## DATA UNDER STUDY

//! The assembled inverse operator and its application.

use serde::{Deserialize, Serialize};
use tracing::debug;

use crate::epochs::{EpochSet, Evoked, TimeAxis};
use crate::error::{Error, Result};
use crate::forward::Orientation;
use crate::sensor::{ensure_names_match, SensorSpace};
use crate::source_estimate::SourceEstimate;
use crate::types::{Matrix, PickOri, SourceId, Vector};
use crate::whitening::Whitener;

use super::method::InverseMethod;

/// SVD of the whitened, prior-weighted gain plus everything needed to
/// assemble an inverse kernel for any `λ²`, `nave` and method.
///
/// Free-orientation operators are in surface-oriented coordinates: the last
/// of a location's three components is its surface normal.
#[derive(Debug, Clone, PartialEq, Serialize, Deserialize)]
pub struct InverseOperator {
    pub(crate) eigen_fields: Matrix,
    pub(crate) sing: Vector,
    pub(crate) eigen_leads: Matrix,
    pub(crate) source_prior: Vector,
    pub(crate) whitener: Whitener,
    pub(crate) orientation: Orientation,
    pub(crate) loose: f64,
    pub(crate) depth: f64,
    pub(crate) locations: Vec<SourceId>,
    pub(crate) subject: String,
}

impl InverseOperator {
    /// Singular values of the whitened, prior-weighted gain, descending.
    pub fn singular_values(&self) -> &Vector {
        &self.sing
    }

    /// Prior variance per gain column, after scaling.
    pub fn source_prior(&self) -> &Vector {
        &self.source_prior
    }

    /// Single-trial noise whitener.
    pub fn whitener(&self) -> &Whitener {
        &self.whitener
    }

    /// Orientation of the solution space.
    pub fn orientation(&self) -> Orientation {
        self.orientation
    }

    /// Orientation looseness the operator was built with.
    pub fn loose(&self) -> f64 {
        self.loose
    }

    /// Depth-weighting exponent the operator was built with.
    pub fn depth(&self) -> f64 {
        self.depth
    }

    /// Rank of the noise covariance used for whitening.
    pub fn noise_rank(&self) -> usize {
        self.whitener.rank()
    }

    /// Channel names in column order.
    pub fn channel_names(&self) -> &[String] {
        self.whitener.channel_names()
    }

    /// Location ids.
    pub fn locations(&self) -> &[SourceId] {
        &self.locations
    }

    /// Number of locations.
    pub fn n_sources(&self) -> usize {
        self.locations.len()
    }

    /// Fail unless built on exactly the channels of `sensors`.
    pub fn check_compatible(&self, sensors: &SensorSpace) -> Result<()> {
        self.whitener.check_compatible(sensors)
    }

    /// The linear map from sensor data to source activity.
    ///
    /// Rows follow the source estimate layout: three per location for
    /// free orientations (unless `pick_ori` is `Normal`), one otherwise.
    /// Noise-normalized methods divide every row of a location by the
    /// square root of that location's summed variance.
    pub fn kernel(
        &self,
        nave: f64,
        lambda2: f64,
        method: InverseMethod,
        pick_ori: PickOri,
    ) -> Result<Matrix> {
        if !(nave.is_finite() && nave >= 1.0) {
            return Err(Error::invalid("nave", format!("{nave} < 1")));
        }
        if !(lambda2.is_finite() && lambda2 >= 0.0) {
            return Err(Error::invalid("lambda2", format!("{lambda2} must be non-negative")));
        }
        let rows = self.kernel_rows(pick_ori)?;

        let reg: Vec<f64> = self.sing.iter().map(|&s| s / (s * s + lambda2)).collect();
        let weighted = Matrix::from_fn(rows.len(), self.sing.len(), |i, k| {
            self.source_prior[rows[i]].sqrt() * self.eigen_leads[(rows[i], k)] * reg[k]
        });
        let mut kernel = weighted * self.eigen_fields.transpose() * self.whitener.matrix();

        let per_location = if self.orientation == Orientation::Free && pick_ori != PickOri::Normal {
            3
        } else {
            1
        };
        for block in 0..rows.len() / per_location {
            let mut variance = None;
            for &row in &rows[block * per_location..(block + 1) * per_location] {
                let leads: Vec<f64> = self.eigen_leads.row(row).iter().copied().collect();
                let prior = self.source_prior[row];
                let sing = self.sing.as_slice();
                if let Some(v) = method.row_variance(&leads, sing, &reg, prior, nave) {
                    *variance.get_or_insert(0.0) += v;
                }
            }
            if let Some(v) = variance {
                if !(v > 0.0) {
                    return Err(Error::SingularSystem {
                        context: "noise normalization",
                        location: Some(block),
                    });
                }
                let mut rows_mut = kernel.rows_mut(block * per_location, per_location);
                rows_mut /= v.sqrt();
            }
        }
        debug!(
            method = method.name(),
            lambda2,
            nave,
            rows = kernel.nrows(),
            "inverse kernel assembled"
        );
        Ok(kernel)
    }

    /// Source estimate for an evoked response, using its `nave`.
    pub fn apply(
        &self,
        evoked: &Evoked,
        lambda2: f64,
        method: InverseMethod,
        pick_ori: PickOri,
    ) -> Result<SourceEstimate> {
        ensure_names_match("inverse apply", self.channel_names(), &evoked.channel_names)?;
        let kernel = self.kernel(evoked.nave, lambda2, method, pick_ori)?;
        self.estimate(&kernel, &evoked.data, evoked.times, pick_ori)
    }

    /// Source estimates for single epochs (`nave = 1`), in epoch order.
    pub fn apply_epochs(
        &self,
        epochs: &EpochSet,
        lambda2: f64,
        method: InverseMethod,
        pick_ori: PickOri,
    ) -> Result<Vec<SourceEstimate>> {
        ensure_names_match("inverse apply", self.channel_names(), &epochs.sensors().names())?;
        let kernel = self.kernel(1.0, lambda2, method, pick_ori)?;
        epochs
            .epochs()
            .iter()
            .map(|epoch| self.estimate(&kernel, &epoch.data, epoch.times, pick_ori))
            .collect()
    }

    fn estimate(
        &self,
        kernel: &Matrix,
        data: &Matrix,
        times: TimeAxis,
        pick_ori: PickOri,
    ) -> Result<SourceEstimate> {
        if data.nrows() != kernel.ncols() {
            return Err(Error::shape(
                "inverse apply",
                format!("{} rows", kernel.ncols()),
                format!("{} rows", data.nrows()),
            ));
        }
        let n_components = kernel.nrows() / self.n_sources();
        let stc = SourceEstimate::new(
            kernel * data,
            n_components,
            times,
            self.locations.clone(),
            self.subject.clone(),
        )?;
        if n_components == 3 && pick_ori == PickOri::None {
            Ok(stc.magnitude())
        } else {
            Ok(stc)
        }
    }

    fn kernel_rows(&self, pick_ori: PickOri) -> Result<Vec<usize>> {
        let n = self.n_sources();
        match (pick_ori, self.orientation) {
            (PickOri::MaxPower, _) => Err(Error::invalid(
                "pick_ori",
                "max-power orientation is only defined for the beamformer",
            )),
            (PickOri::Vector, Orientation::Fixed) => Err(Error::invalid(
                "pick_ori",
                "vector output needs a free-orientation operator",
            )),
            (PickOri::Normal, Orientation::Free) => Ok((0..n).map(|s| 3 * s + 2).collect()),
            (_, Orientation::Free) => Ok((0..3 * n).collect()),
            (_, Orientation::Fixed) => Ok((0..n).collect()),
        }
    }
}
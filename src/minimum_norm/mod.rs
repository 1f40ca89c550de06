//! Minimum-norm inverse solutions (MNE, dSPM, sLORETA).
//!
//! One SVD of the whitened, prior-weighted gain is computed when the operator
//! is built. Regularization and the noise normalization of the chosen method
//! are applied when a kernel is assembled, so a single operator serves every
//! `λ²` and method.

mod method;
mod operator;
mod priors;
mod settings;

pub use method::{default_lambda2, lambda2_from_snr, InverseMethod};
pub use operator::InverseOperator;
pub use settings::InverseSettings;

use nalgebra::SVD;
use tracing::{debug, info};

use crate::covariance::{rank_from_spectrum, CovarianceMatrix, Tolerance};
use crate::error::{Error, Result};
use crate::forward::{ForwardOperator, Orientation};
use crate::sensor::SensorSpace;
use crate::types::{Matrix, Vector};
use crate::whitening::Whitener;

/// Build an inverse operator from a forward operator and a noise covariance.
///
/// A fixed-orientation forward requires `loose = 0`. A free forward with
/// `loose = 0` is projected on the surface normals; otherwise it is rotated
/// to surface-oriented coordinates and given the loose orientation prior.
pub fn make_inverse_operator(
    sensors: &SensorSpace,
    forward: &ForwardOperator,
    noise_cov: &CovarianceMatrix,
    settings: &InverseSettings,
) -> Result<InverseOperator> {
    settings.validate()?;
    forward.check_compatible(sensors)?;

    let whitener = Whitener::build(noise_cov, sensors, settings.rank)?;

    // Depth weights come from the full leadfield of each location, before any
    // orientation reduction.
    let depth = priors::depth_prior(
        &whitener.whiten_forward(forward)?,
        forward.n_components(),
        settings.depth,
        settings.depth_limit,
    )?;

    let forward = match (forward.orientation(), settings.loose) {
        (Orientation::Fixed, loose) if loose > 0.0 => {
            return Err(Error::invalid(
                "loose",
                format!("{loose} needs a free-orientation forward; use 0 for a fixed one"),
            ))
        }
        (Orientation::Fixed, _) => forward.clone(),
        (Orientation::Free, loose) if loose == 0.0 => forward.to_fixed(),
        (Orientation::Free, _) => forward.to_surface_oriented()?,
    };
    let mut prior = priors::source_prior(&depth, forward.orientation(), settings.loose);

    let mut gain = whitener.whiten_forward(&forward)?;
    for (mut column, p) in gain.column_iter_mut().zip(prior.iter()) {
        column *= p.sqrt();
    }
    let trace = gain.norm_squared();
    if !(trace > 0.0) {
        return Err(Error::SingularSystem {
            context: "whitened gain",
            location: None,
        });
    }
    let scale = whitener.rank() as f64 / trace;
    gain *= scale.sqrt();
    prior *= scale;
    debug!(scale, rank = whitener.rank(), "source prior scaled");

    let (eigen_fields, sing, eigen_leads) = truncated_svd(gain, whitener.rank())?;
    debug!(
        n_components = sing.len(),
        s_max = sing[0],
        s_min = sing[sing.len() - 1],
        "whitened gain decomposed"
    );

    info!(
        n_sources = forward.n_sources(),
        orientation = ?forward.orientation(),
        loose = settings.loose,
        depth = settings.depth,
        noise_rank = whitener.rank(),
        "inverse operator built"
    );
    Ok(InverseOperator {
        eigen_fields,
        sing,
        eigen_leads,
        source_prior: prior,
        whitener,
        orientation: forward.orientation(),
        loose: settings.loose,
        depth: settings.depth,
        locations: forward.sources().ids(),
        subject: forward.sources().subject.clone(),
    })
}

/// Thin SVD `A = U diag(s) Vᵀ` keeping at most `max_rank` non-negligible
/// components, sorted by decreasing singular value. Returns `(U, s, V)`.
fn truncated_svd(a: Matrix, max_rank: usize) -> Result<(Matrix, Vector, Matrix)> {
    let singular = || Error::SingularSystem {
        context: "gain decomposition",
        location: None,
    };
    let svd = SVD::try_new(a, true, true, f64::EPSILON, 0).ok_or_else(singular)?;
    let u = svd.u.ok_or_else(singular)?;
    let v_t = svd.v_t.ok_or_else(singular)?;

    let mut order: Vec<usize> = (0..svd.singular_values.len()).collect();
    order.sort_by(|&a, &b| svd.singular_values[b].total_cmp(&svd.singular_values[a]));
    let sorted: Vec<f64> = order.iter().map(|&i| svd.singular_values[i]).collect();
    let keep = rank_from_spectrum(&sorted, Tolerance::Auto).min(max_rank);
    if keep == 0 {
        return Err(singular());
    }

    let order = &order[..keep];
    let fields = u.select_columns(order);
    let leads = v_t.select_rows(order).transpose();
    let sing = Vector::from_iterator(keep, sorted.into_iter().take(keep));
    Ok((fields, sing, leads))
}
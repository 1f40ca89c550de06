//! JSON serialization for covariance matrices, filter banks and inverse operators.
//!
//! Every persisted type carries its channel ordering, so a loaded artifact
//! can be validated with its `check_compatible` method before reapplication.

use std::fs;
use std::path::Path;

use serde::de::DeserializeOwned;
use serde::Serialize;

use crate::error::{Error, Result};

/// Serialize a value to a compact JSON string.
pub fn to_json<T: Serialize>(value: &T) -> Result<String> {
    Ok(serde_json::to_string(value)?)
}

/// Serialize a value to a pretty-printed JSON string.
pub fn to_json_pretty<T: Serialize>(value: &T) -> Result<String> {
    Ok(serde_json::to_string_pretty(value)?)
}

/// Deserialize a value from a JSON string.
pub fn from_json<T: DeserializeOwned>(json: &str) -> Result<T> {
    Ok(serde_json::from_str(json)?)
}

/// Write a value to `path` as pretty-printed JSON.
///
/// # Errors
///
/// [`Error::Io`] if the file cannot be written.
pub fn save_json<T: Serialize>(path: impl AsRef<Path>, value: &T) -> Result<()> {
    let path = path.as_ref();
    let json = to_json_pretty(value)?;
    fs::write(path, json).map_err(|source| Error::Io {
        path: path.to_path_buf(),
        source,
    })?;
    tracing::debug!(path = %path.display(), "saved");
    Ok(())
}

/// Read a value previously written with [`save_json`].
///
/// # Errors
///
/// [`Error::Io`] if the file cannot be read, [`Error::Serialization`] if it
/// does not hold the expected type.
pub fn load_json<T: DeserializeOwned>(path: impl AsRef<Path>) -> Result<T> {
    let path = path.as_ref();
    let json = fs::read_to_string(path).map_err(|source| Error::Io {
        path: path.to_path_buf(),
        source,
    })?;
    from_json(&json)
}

## ACTIVITY
Return every line in the listing that contains the word "needs".

## WRITTEN ANSWER
                "vector output needs a free-orientation operator",
                format!("{loose} needs a free-orientation forward; use 0 for a fixed one"),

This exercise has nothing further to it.